A high staff turnover immediately says that something is wrong in any organisation. What it says for the prospective parent is that it poses the question;
‘If staff don’t really like it here, will it be the right fit for my children’.
Of course, the most important measure for a school in this regard is the rate of change at the top. Few schools grow and thrive with regular changes of Principal.
How can stability in leadership and staff be maintained? At the Principal level, there are two important points to be made. Firstly, great care must be taken in the initial appointment for this position. Although not always possible, a smooth planned transition is ideal with the Board ensuring that the candidate is the best fit for the culture of the school (see our article on changing Principal’s here).
Secondly, the ongoing relationship between the Principal and the Board must have some clearly defined boundaries between governance and management and those boundaries must be respected by all parties.
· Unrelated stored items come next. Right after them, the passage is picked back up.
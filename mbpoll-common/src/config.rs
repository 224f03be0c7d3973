use serde::{Deserialize, Serialize};
use std::path::Path;

use crate::error::{Error, Result};

/// Log output format.
#[derive(Debug, Clone, Copy, Default, PartialEq, Eq, Serialize, Deserialize)]
#[serde(rename_all = "lowercase")]
pub enum LogFormat {
    /// Human-readable text format (default).
    #[default]
    Text,
    /// Structured JSON format.
    Json,
}

/// Common logging configuration.
#[derive(Debug, Clone, Serialize, Deserialize)]
pub struct LoggingConfig {
    /// Log level: "trace", "debug", "info", "warn", "error".
    #[serde(default = "default_log_level")]
    pub level: String,

    /// Log output format: "text" or "json".
    #[serde(default)]
    pub format: LogFormat,
}

fn default_log_level() -> String {
    "info".to_string()
}

impl Default for LoggingConfig {
    fn default() -> Self {
        Self {
            level: default_log_level(),
            format: LogFormat::default(),
        }
    }
}

impl LoggingConfig {
    /// Return a copy with the level replaced, if an override is given.
    pub fn with_level_override(&self, level: Option<&str>) -> Self {
        match level {
            Some(level) => Self {
                level: level.to_string(),
                format: self.format,
            },
            None => self.clone(),
        }
    }
}

/// Load a configuration file in JSON5 format.
pub fn load_config<T: for<'de> Deserialize<'de>>(path: impl AsRef<Path>) -> Result<T> {
    let path = path.as_ref();
    let content = std::fs::read_to_string(path).map_err(|e| {
        Error::Config(format!(
            "Failed to read config file '{}': {}",
            path.display(),
            e
        ))
    })?;

    json5::from_str(&content).map_err(|e| {
        Error::Config(format!(
            "Failed to parse config file '{}': {}",
            path.display(),
            e
        ))
    })
}

/// Load a configuration from a JSON5 string.
pub fn parse_config<T: for<'de> Deserialize<'de>>(content: &str) -> Result<T> {
    json5::from_str(content).map_err(|e| Error::Config(format!("Failed to parse config: {}", e)))
}
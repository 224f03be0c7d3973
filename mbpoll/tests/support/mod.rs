//! Scripted in-memory transport and event recording for engine tests.

#![allow(dead_code)]

use async_trait::async_trait;
use mbpoll::{
    ConnectOptions, ConnectionKind, EngineEvent, EngineHandle, EventKind, ModbusRequest, Reply,
    ResponseData, Transport, TransportError,
};
use std::collections::VecDeque;
use std::sync::atomic::{AtomicBool, AtomicU8, AtomicU64, AtomicUsize, Ordering};
use std::sync::{Arc, Mutex};
use std::time::Duration;
use tokio::sync::mpsc;

/// How the transport answers the next request.
#[derive(Debug, Clone)]
pub enum Script {
    Succeed,
    Fail(TransportError),
    /// Failure that also takes the link down.
    FailAndDrop(TransportError),
    /// Success followed by a spurious error for the same request.
    SucceedThenFail(TransportError),
    /// Keep the reply; the test releases it with `release_held`.
    Hold,
}

#[derive(Default)]
pub struct ScriptedTransport {
    open: AtomicBool,
    device_id: AtomicU8,
    timeout_ms: AtomicU64,
    connects: AtomicUsize,
    connect_results: Mutex<VecDeque<Result<(), TransportError>>>,
    scripts: Mutex<VecDeque<Script>>,
    requests: Mutex<Vec<ModbusRequest>>,
    held: Mutex<Vec<Reply>>,
}

impl ScriptedTransport {
    pub fn new() -> Arc<Self> {
        Arc::new(Self::default())
    }

    pub fn open() -> Arc<Self> {
        let transport = Self::default();
        transport.open.store(true, Ordering::SeqCst);
        Arc::new(transport)
    }

    pub fn script(&self, scripts: impl IntoIterator<Item = Script>) {
        self.scripts.lock().unwrap().extend(scripts);
    }

    pub fn script_connects(&self, results: impl IntoIterator<Item = Result<(), TransportError>>) {
        self.connect_results.lock().unwrap().extend(results);
    }

    pub fn requests(&self) -> Vec<ModbusRequest> {
        self.requests.lock().unwrap().clone()
    }

    pub fn addresses(&self) -> Vec<u16> {
        self.requests().iter().map(|r| r.address).collect()
    }

    pub fn connects(&self) -> usize {
        self.connects.load(Ordering::SeqCst)
    }

    pub fn release_held(&self, result: Result<ResponseData, TransportError>) {
        for reply in self.held.lock().unwrap().drain(..) {
            reply.send(result.clone());
        }
    }

    fn response_for(request: &ModbusRequest) -> ResponseData {
        let quantity = request.value.first().unwrap_or(1);
        if request.function.is_read() {
            ResponseData::Registers(vec![request.address; quantity as usize])
        } else {
            ResponseData::Written {
                address: request.address,
                quantity: request.value.as_slice().len() as u16,
            }
        }
    }
}

#[async_trait]
impl Transport for ScriptedTransport {
    async fn connect(
        &self,
        _kind: ConnectionKind,
        _host: &str,
        _options: &ConnectOptions,
    ) -> Result<(), TransportError> {
        self.connects.fetch_add(1, Ordering::SeqCst);
        let result = self
            .connect_results
            .lock()
            .unwrap()
            .pop_front()
            .unwrap_or(Ok(()));
        if result.is_ok() {
            self.open.store(true, Ordering::SeqCst);
        }
        result
    }

    fn is_open(&self) -> bool {
        self.open.load(Ordering::SeqCst)
    }

    fn set_device_id(&self, id: u8) {
        self.device_id.store(id, Ordering::SeqCst);
    }

    fn device_id(&self) -> u8 {
        self.device_id.load(Ordering::SeqCst)
    }

    fn set_timeout(&self, timeout: Duration) {
        self.timeout_ms
            .store(timeout.as_millis() as u64, Ordering::SeqCst);
    }

    fn timeout(&self) -> Duration {
        Duration::from_millis(self.timeout_ms.load(Ordering::SeqCst))
    }

    fn submit(&self, request: ModbusRequest, reply: Reply) {
        self.requests.lock().unwrap().push(request.clone());
        let script = self
            .scripts
            .lock()
            .unwrap()
            .pop_front()
            .unwrap_or(Script::Succeed);

        match script {
            Script::Succeed => reply.send(Ok(Self::response_for(&request))),
            Script::Fail(error) => reply.send(Err(error)),
            Script::FailAndDrop(error) => {
                self.open.store(false, Ordering::SeqCst);
                reply.send(Err(error));
            }
            Script::SucceedThenFail(error) => {
                reply.send(Ok(Self::response_for(&request)));
                reply.send(Err(error));
            }
            Script::Hold => self.held.lock().unwrap().push(reply),
        }
    }

    async fn close(&self) -> Result<(), TransportError> {
        self.open.store(false, Ordering::SeqCst);
        Ok(())
    }
}

/// Records every event the engine publishes, in order.
pub struct Recorder {
    rx: mpsc::UnboundedReceiver<EngineEvent>,
    pub seen: Vec<EngineEvent>,
}

impl Recorder {
    pub fn attach(handle: &EngineHandle) -> Self {
        let (tx, rx) = mpsc::unbounded_channel();
        for kind in EventKind::ALL {
            let tx = tx.clone();
            handle.on(kind, move |event| {
                let _ = tx.send(event.clone());
            });
        }
        Self {
            rx,
            seen: Vec::new(),
        }
    }

    /// Collect events until one of `kind` arrives.
    pub async fn wait_for(&mut self, kind: EventKind) -> EngineEvent {
        let deadline = Duration::from_secs(600);
        tokio::time::timeout(deadline, async {
            loop {
                let event = self.rx.recv().await.expect("engine dropped listeners");
                self.seen.push(event.clone());
                if event.kind() == kind {
                    return event;
                }
            }
        })
        .await
        .unwrap_or_else(|_| panic!("no {} event within {:?}", kind, deadline))
    }

    /// Collect whatever arrives within `window` of virtual time.
    pub async fn drain_for(&mut self, window: Duration) {
        let _ = tokio::time::timeout(window, async {
            while let Some(event) = self.rx.recv().await {
                self.seen.push(event);
            }
        })
        .await;
    }

    pub fn count(&self, kind: EventKind) -> usize {
        self.seen.iter().filter(|e| e.kind() == kind).count()
    }

    pub fn states(&self) -> Vec<mbpoll::EngineState> {
        self.seen
            .iter()
            .filter_map(|e| match e {
                EngineEvent::StateChange { state, .. } => Some(*state),
                _ => None,
            })
            .collect()
    }

    pub fn errors(&self) -> Vec<mbpoll::PollError> {
        self.seen
            .iter()
            .filter_map(|e| match e {
                EngineEvent::Error(error) => Some(error.clone()),
                _ => None,
            })
            .collect()
    }
}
Along with the maintenance of open and honest communication, the respecting of these boundaries will ensure that a toxic relationship does not develop. Such a relationship will ultimately fracture the key relationship at the top, but before it does it will filter down throughout the whole organisation. If the problem is within the culture of the Board, the process will repeat itself, resulting in a revolving door of Principals and a loss of confidence in the school. One does not have to do much research to discover that schools with such a revolving door of Principal’s (and staff) are not schools that are growing.
Undoubtedly, a school that is healthy and growing will be evidenced by a high staff retention rate, starting with of course the Principal. A school that regularly turns over leadership every couple of years, will be a school that is stagnating and going backwards.
This cannot be covered up by pronouncements that the Board is seeking a ‘new direction’.
Parents soon lose confidence in a school where no Principal can survive more than a few years.
In a private school, confidence is essential in maintaining the support of the parent body.
New Principals often mean division as change will often bring a new dynamic not accepted by all the stakeholders. If the Principal changes regularly then there is the possibility that the school can be on a zig-zig course to nowhere.
In a similar manner, a high staff turnover of teachers does not engender confidence. This either says that the school has very poor recruitment standards or that school staff who are newly employed soon become disenchanted with the school or its management.